Exercise directions - Show each line of the records in which the word "parent" occurs.

(Beginning of Given information)

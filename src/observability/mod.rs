// Observability: metrics and logging

pub mod metrics;

pub use crate::logging::init_logging;
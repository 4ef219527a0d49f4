use crate::error::Result;
use std::fs;
use std::io::ErrorKind;
use std::path::{Path, PathBuf};
use tracing::debug;

/// Keeps the anonymous session id between CLI runs so watch state survives.
pub struct SessionFile {
    path: PathBuf,
}

impl SessionFile {
    pub fn new(path: impl Into<PathBuf>) -> Self {
        Self { path: path.into() }
    }

    pub fn path(&self) -> &Path {
        &self.path
    }

    pub fn load(&self) -> Result<Option<String>> {
        match fs::read_to_string(&self.path) {
            Ok(content) => {
                let session_id = content.trim();
                Ok((!session_id.is_empty()).then(|| session_id.to_string()))
            }
            Err(e) if e.kind() == ErrorKind::NotFound => Ok(None),
            Err(e) => Err(e.into()),
        }
    }

    pub fn save(&self, session_id: &str) -> Result<()> {
        if let Some(parent) = self.path.parent().filter(|p| !p.as_os_str().is_empty()) {
            fs::create_dir_all(parent)?;
        }
        fs::write(&self.path, session_id)?;
        debug!(path = %self.path.display(), "Stored session id");
        Ok(())
    }
}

(End of Given information)

Exercise answer -
        if let Some(parent) = self.path.parent().filter(|p| !p.as_os_str().is_empty()) {
            fs::create_dir_all(parent)?;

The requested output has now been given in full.